Justificava o fato de o mesmo projeto ter sido entregue, duas vezes, num espaço de dois anos, a também mesma autoridade local. Um absurdo, diante dos alertas de nova tragédia, das tantas etapas que precisam ser superadas para evitá-la e falta de respeito com as pessoas e instituições que se dedicaram à elaboração do referido projeto.
 
Na verdade, não faltaram testemunhas. Os principais envolvidos na concretização estavam lá e a imprensa divulgou. E se não estivessem? Impediria de tocar o projeto adiante?
É incrível que ainda exista espaço para encenação. Afinal, está se falando do projeto que viabilizará a principal obra a fim de evitar que Tubarão seja tragado novamente pelas águas, como em 1974 e anteriores. 
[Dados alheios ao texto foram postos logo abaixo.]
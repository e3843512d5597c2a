use anyhow::{Context, Result};
use serde::{Deserialize, Serialize};
use std::collections::HashMap;
use std::fs;
use std::path::{Path, PathBuf};

// ── Profile ───────────────────────────────────────────────────────────────────

#[derive(Debug, Clone, Serialize, Deserialize)]
pub struct Profile {
    /// Base URL of the chat server (the part before `/api/...`)
    #[serde(default = "default_endpoint")]
    pub endpoint: String,
    /// Optional `Cookie` header forwarded verbatim (e.g. "session=abc123").
    /// The server authenticates by browser session; copy it from a logged-in tab.
    pub cookie: Option<String>,
    /// Optional JSON listing to use instead of `GET /api/directory`.
    /// Relative paths resolve against the working directory.
    pub registry_file: Option<PathBuf>,
    /// Show `hh:mm AM/PM` next to each message. Default: true.
    #[serde(default = "default_show_timestamps")]
    pub show_timestamps: bool,
    /// Canned questions offered in the Ctrl+P palette.
    #[serde(default)]
    pub suggestions: Vec<String>,
}

fn default_endpoint() -> String {
    "http://localhost:5000".to_string()
}

fn default_show_timestamps() -> bool {
    true
}

impl Default for Profile {
    fn default() -> Self {
        Self {
            endpoint: default_endpoint(),
            cookie: None,
            registry_file: None,
            show_timestamps: default_show_timestamps(),
            suggestions: Vec::new(),
        }
    }
}

// ── Config file ───────────────────────────────────────────────────────────────

#[derive(Debug, Clone, Serialize, Deserialize)]
pub struct ConfigFile {
    /// Which profile to use when none is specified
    #[serde(default = "default_profile_name")]
    pub default_profile: String,

    #[serde(default)]
    pub profiles: HashMap<String, Profile>,
}

fn default_profile_name() -> String {
    "default".to_string()
}

impl Default for ConfigFile {
    fn default() -> Self {
        Self {
            default_profile: default_profile_name(),
            profiles: HashMap::new(),
        }
    }
}

impl ConfigFile {
    /// Load from disk, or return a default config if the file doesn't exist yet.
    pub fn load() -> Result<Self> {
        Self::load_from(&config_path())
    }

    pub fn load_from(path: &Path) -> Result<Self> {
        if !path.exists() {
            return Ok(Self::default());
        }
        let raw = fs::read_to_string(path)
            .with_context(|| format!("Failed to read config file at {}", path.display()))?;
        toml::from_str(&raw)
            .with_context(|| format!("Failed to parse config file at {}", path.display()))
    }

    /// Write a starter config file to disk (only if it doesn't exist).
    pub fn write_default_if_missing() -> Result<PathBuf> {
        let path = config_path();
        write_default_to(&path)?;
        Ok(path)
    }

    /// Resolve the active profile given an optional override name.
    pub fn resolve_profile(&self, name: Option<&str>) -> Option<&Profile> {
        let key = name.unwrap_or(&self.default_profile);
        self.profiles.get(key)
    }

    /// Profile names, sorted, for `--profiles`.
    pub fn profile_names(&self) -> Vec<&str> {
        let mut names: Vec<&str> = self.profiles.keys().map(String::as_str).collect();
        names.sort_unstable();
        names
    }
}

fn write_default_to(path: &Path) -> Result<()> {
    if path.exists() {
        return Ok(());
    }
    if let Some(parent) = path.parent() {
        fs::create_dir_all(parent)
            .with_context(|| format!("Failed to create {}", parent.display()))?;
    }
    fs::write(path, DEFAULT_CONFIG_TOML)
        .with_context(|| format!("Failed to write config file at {}", path.display()))?;
    Ok(())
}

// ── Resolved runtime config (after merging file + CLI overrides) ──────────────

/// CLI/env values that take precedence over the profile.
#[derive(Debug, Clone, Default)]
pub struct Overrides<'a> {
    pub profile: Option<&'a str>,
    pub endpoint: Option<&'a str>,
    pub cookie: Option<&'a str>,
    pub registry_file: Option<&'a Path>,
}

#[derive(Debug, Clone)]
pub struct ResolvedConfig {
    pub endpoint: String,
    pub cookie: Option<String>,
    pub registry_file: Option<PathBuf>,
    pub show_timestamps: bool,
    pub suggestions: Vec<String>,
    /// Profile name that was resolved (for display)
    pub profile_name: String,
}

impl ResolvedConfig {
    /// Merge config file profile with CLI overrides.
    /// Priority: CLI args > env vars (handled by clap) > config file profile > built-in defaults
    pub fn resolve(file: &ConfigFile, overrides: &Overrides<'_>) -> Self {
        let profile_name = overrides
            .profile
            .unwrap_or(&file.default_profile)
            .to_string();

        let base = file
            .resolve_profile(overrides.profile)
            .cloned()
            .unwrap_or_default();

        Self {
            endpoint: overrides
                .endpoint
                .map(str::to_string)
                .unwrap_or(base.endpoint),
            cookie: overrides
                .cookie
                .map(str::to_string)
                .or(base.cookie)
                .filter(|c| !c.is_empty()),
            registry_file: overrides
                .registry_file
                .map(Path::to_path_buf)
                .or(base.registry_file),
            show_timestamps: base.show_timestamps,
            suggestions: base.suggestions,
            profile_name,
        }
    }
}

// ── Paths ─────────────────────────────────────────────────────────────────────

pub fn config_path() -> PathBuf {
    dirs_config_dir()
        .unwrap_or_else(|| PathBuf::from("."))
        .join("filechat")
        .join("config.toml")
}

/// Where the tracing subscriber writes.
pub fn log_path() -> PathBuf {
    dirs_data_dir()
        .unwrap_or_else(|| PathBuf::from("."))
        .join("filechat")
        .join("filechat.log")
}

fn dirs_config_dir() -> Option<PathBuf> {
    // XDG_CONFIG_HOME or ~/.config
    xdg_or_home("XDG_CONFIG_HOME", ".config")
}

fn dirs_data_dir() -> Option<PathBuf> {
    // XDG_DATA_HOME or ~/.local/share
    xdg_or_home("XDG_DATA_HOME", ".local/share")
}

fn xdg_or_home(var: &str, fallback: &str) -> Option<PathBuf> {
    std::env::var(var)
        .ok()
        .filter(|v| !v.is_empty())
        .map(PathBuf::from)
        .or_else(|| {
            std::env::var("HOME")
                .ok()
                .map(|h| PathBuf::from(h).join(fallback))
        })
}

// ── Default config template written on first run ──────────────────────────────

const DEFAULT_CONFIG_TOML: &str = r#"# filechat configuration
# Run `filechat --init` to regenerate this file.

default_profile = "local"

# ── Local development server ─────────────────────────────────────────────────
[profiles.local]
endpoint        = "http://localhost:5000"
show_timestamps = true
suggestions = [
    "Summarize the selected documents",
    "What are the key dates mentioned?",
    "List any action items",
]

# ── Deployed server behind a login ───────────────────────────────────────────
# The server keeps the login in a browser session. Copy the `session` cookie
# from a logged-in browser tab.
# [profiles.work]
# endpoint = "https://files.example.com"
# cookie   = "session=..."

# ── Offline file list ────────────────────────────────────────────────────────
# Load the file pane from a saved `/api/directory` reply instead of asking
# the server on startup.
# [profiles.offline]
# endpoint      = "http://localhost:5000"
# registry_file = "files.json"
"#;

// ── Tests ─────────────────────────────────────────────────────────────────────

#[cfg(test)]
mod tests {
    use super::*;

    fn sample() -> ConfigFile {
        toml::from_str(
            r#"
            default_profile = "local"
            [profiles.local]
            endpoint = "http://localhost:5000"
            suggestions = ["a", "b"]

            [profiles.work]
            endpoint = "https://files.example.com"
            cookie = "session=abc"
            registry_file = "files.json"
            show_timestamps = false
            "#,
        )
        .unwrap()
    }

    #[test]
    fn test_default_template_parses() {
        let file: ConfigFile = toml::from_str(DEFAULT_CONFIG_TOML).unwrap();
        assert_eq!(file.default_profile, "local");
        let local = file.resolve_profile(None).unwrap();
        assert_eq!(local.endpoint, "http://localhost:5000");
        assert_eq!(local.suggestions.len(), 3);
    }

    #[test]
    fn test_resolve_uses_default_profile() {
        let cfg = ResolvedConfig::resolve(&sample(), &Overrides::default());
        assert_eq!(cfg.profile_name, "local");
        assert_eq!(cfg.endpoint, "http://localhost:5000");
        assert!(cfg.show_timestamps);
        assert_eq!(cfg.suggestions, vec!["a", "b"]);
        assert!(cfg.cookie.is_none());
    }

    #[test]
    fn test_cli_overrides_profile() {
        let overrides = Overrides {
            profile: Some("work"),
            endpoint: Some("http://127.0.0.1:9000"),
            registry_file: Some(Path::new("other.json")),
            ..Default::default()
        };
        let cfg = ResolvedConfig::resolve(&sample(), &overrides);
        assert_eq!(cfg.endpoint, "http://127.0.0.1:9000");
        assert_eq!(cfg.cookie.as_deref(), Some("session=abc"));
        assert_eq!(cfg.registry_file, Some(PathBuf::from("other.json")));
        assert!(!cfg.show_timestamps);
    }

    #[test]
    fn test_unknown_profile_falls_back_to_defaults() {
        let overrides = Overrides { profile: Some("nope"), ..Default::default() };
        let cfg = ResolvedConfig::resolve(&sample(), &overrides);
        assert_eq!(cfg.profile_name, "nope");
        assert_eq!(cfg.endpoint, "http://localhost:5000");
        assert!(cfg.suggestions.is_empty());
    }

    #[test]
    fn test_empty_cookie_is_dropped() {
        let overrides = Overrides { cookie: Some(""), ..Default::default() };
        let cfg = ResolvedConfig::resolve(&sample(), &overrides);
        assert!(cfg.cookie.is_none());
    }

    #[test]
    fn test_load_missing_file_is_default() {
        let dir = tempfile::tempdir().unwrap();
        let file = ConfigFile::load_from(&dir.path().join("config.toml")).unwrap();
        assert!(file.profiles.is_empty());
        assert_eq!(file.default_profile, "default");
    }

    #[test]
    fn test_write_default_then_load() {
        let dir = tempfile::tempdir().unwrap();
        let path = dir.path().join("nested").join("config.toml");
        write_default_to(&path).unwrap();
        let file = ConfigFile::load_from(&path).unwrap();
        assert_eq!(file.profile_names(), vec!["local"]);

        // Existing files are left alone
        fs::write(&path, "default_profile = \"mine\"\n").unwrap();
        write_default_to(&path).unwrap();
        assert_eq!(ConfigFile::load_from(&path).unwrap().default_profile, "mine");
    }

    #[test]
    fn test_load_reports_parse_errors() {
        let dir = tempfile::tempdir().unwrap();
        let path = dir.path().join("config.toml");
        fs::write(&path, "profiles = 3").unwrap();
        let err = ConfigFile::load_from(&path).unwrap_err();
        assert!(err.to_string().contains("Failed to parse config file"));
    }
}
As etapas anteriores foram concretizadas porque todos trabalharam com seriedade e sem teatros:
 
1) No primeiro seminário sobre os 35 anos da enchente de 74 – que  salvou a data de passar em branco, mesmo havendo lei municipal determinando e o rio assustando com periodicidade, em que especialistas discorreram sobre prevenção, memória e reação eficiente a desastres naturais -, a Cidasc assumiu a batimetria do rio e cumpriu na data marcada.  
 
2) No segundo seminário, com diversas conquistas em decorrência do primeiro, como a criação do núcleo de estudos sobre desastres naturais da Unisul e outros, Cidasc e Deinfra apresentaram o projeto, que posteriormente foi entregue ao poder executivo municipal.
 
3) No terceiro seminário, Cidasc e Deinfra informaram sobre a disponibilidade da área de “bota-fora” e da parceria do governo do estado na busca das licenças ambientais, que determinarão os projetos complementares. 
Se buscassem tais soluções, em vez da obstinação em encenar, com certeza, já estaríamos mais próximos dos necessários R$ 80 milhões para realizar a obra e menos vulneráveis, evidentemente.
Que alguém avise as autoridades que enchente não encena. Destrói e mata!